Man of the Year can't decide if it's a hilarious political satire or if it's a fact-finding thriller in the vein of The Pelican Brief. Rather than picking a direction and running with it, the film tries to be both. The result is a mess.

Writer/director Barry Levinson's script tells the story of a Jon Stewart styled television host running for and winning the presidency of the United States of America. Scratch that, Tom Dobbs isn't just styled after Stewart he is Stewart, with the names changed to protect Levinson from lawsuits.

One day during his pre-broadcast warmup, a member of Dobbs' audience suggests he run for president. That gets the ball rolling and suddenly he's a major candidate. But the movie's not about how he gets elected or the way he shakes up the political process. It's being advertised as that, and it would have been intriguing, but Levinson has taken a completely different and far less interesting path.

The film glosses right over Tom Dobbs' entertainment career and subsequent rise to legitimate candidacy in a brief opening montage narrated by his manager Jack Menken (Christopher Walken), in order to rush on to a strange voter fraud, election cover-up plot. See, even the film's writer/director Barry Levinson doesn't appear to believe the American people would ever elect someone outside the corrupt party lines, so in order to get his famous comedian on a fast track to the oval office he invents a simplistic (and somewhat stupid) subplot involving incorrect computerized tallying and corporate corruption.

The U.S. government, in an attempt to rectify the voting problems inherent in other more complicated methods, hires a corporation to design a foolproof computer program to handle all of the country's voting. Strangely enough, the government doesn't bother with checking up on how they're progressing. They pay them, and then stick their fingers in their ears while corporate America takes over the democratic process almost completely unsupervised. I'm not sure which is less plausible, that, or voters electing a comedian. The idea seems born out of some almost unreasoned fear of technology and big business.
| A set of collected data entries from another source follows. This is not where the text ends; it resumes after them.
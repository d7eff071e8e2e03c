//! Feed assembly.
//!
//! Turns out-of-order event batches from many relays into one deduplicated,
//! threaded feed sorted newest first.
//!
//! # Architecture
//!
//! ```text
//! Transport (cursor, live subscription, parent fetches)
//!     │  TransportMessage over an unbounded channel
//!     ▼
//! FeedAssembler task
//!     ├── ReadyBarrier   first page waits for slow relays
//!     ├── DeferQueue     orphans and backlog events held back
//!     ├── FeedState      arena of events, ordered top-level ids
//!     └── Broadcaster    publishes DisplayEvent trees to observers
//! ```
//!
//! # Feed Invariants
//!
//! After every commit the top level holds no duplicate ids and no reaction
//! kinds, and is sorted by `created_at` descending (ties by id descending).
//! Every reply list is unique by id and oldest first.

mod assembler;
mod barrier;
mod broadcast;
mod defer;
mod error;
mod filter;
mod state;
mod transport;

pub use assembler::{AssemblerState, FeedAssembler, FeedListener};
pub use barrier::ReadyBarrier;
pub use broadcast::{Broadcaster, ListenerId};
pub use defer::{DeferQueue, DeferralPasses, Pending};
pub use error::{FeedError, FeedResult};
pub use filter::{ancient_cutoff, estimate_time_span, filter_generality, live_filters};
pub use state::FeedState;
pub use transport::{
    HistoryCursor, Request, SubscriptionHandle, SubscriptionId, Transport, TransportMessage,
    TransportSink,
};

use std::time::Duration;

use tokio::time::Instant;

/// Roughly 30 years, used when `now + delay` does not fit in an `Instant`.
const FAR_FUTURE: Duration = Duration::from_secs(86_400 * 365 * 30);

/// Returns `now + delay`, saturating to a far-future deadline on overflow.
pub(crate) fn deadline_after(now: Instant, delay: Duration) -> Instant {
    now.checked_add(delay)
        .or_else(|| now.checked_add(FAR_FUTURE))
        .unwrap_or(now)
}

#[cfg(test)]
mod tests {
    use super::*;

    #[test]
    fn deadline_after_adds_delay() {
        let now = Instant::now();
        assert_eq!(
            deadline_after(now, Duration::from_millis(500)),
            now + Duration::from_millis(500)
        );
    }

    #[test]
    fn deadline_after_saturates_on_overflow() {
        let now = Instant::now();
        let deadline = deadline_after(now, Duration::from_millis(u64::MAX));
        assert!(deadline > now);
    }
}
Levinson has a secret agenda and he throws himself wholeheartedly into pursuing it.

It's not long before Eleanor (Laura Linney), an honest employee at the evil profit-driven mega-corp, discovers a problem with their shiny new voting system. When her employer tries to drug her and discredit her she sets out to hunt down Tom Dobbs and prove the election was rigged to raise stock prices. Along the way, she dodges murderous goons and syringe toting assholes bent on subverting democracy and hiding the truth.
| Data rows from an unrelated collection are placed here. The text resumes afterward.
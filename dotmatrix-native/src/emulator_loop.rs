use std::sync::{
    Arc, RwLock,
    mpsc::{SyncSender, TrySendError},
};
use std::thread::JoinHandle;

use color_eyre::eyre::eyre;
use dotmatrix_core::{Emulator, cartridge::Cartridge, joypad::Buttons, ppu::Frame};

/// Runs the emulator on its own thread, handing finished frames to the
/// presenter. The bounded channel paces the loop: once the presenter is
/// two frames behind, `send` blocks until vsync drains one. A
/// disconnected channel is the quit signal.
pub fn spawn_emulator(
    rom: Vec<u8>,
    frames: SyncSender<Box<Frame>>,
    shared_buttons: Arc<RwLock<Buttons>>,
) -> color_eyre::Result<JoinHandle<()>> {
    let cartridge = Cartridge::new(&rom)
        .ok_or_else(|| eyre!("ROM image is {} bytes; only 32 KiB no-mapper cartridges fit", rom.len()))?;
    log::info!("cartridge title: {:?}", cartridge.title());

    let handle = std::thread::spawn(move || {
        let mut emulator = Emulator::new(cartridge);
        loop {
            if let Ok(buttons) = shared_buttons.try_read() {
                *emulator.buttons_mut() = *buttons;
            }
            emulator.step();
            if let Some(frame) = emulator.take_frame() {
                match frames.try_send(Box::new(*frame)) {
                    Ok(()) => {}
                    // presenter busy: block here, which is the pacing
                    Err(TrySendError::Full(frame)) => {
                        if frames.send(frame).is_err() {
                            break;
                        }
                    }
                    Err(TrySendError::Disconnected(_)) => break,
                }
            }
        }
        log::debug!("presenter gone, emulator thread shutting down");
    });
    Ok(handle)
}
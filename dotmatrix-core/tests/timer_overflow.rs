//! Timer behavior observed through whole-emulator runs.

mod common;

use common::boot_with_program;
use dotmatrix_core::bus::{DIV, Interrupts, TAC, TIMA, TMA};

#[test]
fn tima_overflow_reloads_tma_and_requests_timer() {
    // an empty program is a NOP sled: one machine cycle per step
    let mut emulator = boot_with_program(&[]);
    emulator.bus.write8(TMA, 0xab);
    emulator.bus.write8(TIMA, 0xfe);
    emulator.bus.write8(TAC, 0x05); // enabled, every 16 T-states

    for _ in 0..10 {
        emulator.step(); // 10 NOPs = 40 T-states
    }

    assert_eq!(0xab, emulator.bus.read8(TIMA));
    assert!(emulator.bus.interrupt_flag.contains(Interrupts::TIMER));
}

#[test]
fn div_write_resets_the_counter_mid_run() {
    let mut emulator = boot_with_program(&[]);
    for _ in 0..200 {
        emulator.step();
    }
    assert_ne!(0, emulator.bus.read8(DIV));
    emulator.bus.write8(DIV, 0x55);
    assert_eq!(0, emulator.bus.read8(DIV));
}
use dotmatrix_core::{Emulator, cartridge::Cartridge, ppu::Frame};

/// Boots an emulator with `program` placed at the entry point `0x100`.
/// The rest of the ROM image is zero, which executes as NOPs.
pub fn boot_with_program(program: &[u8]) -> Emulator {
    let _ = env_logger::builder().is_test(true).try_init();
    let mut rom = vec![0u8; 0x8000];
    rom[0x100..0x100 + program.len()].copy_from_slice(program);
    Emulator::new(Cartridge::new(&rom).unwrap())
}

/// Steps until the PPU hands out a frame.
#[allow(dead_code)]
pub fn run_until_frame(emulator: &mut Emulator) -> Frame {
    for _ in 0..100_000 {
        emulator.step();
        if let Some(frame) = emulator.take_frame() {
            return *frame;
        }
    }
    panic!("no frame within 100k instructions");
}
Before long, Eleanor's corruption side trip has taken over the entire movie, marginalizing the much more interesting story of Robin Williams' engaging Tom Dobbs character in favor of following around Linney and her efforts expose an election fraud perpetrated on the country by her lazy corporate boss. Wait a minute; I thought this was a comedy?

Sorry guys, hanging chads have been done to death and nobody is interested. The story here should be Dobbs, and whenever he's on screen making poignant jokes at the expense of his political adversaries the movie really works. Robin Williams is on his game ripping apart all the pomposity and rot of America's political process. He's funny, he's vicious, and he's absolutely right. Why doesn't the movie give us more of it? What little screen time he is given is wasted. Dobbs kicks off his campaign playing it serious, boring not only voters but the movie's audience to death. Until he lets loose, Tom Dobbs is a big fat zero. Even when he's switched on, we only see Dobbs in brief glimpses, while the film obsesses over Linney's truth hunting software engineer.

For her part, Linney's never given a bad performance. The script just doesn't have a good role for her. The same is true of Christopher Walken, who tries as Dobb's longtime manager, but is ultimately wasted. Why bother with Walken when you could've plugged anyone into the part?

More Dobbs on the attack and you'd have a memorable comedy with a big satirical bite. Instead we've been given a wishy-washy thriller with political leanings that never quite fit. I think the real problem is simply that writer and director Barry Levinson just doesn't believe in his own premise. It's as if his entire script is dedicated to making excuses for it. Man of the Year doesn't believe in itself, and it doesn't believe in America. The movie dooms us all to a world where voters are too stupid the right thing, and our only hope for a future free of bought and sold politicians is a computer error that subverts the democratic process. It's the missed opportunity of the year.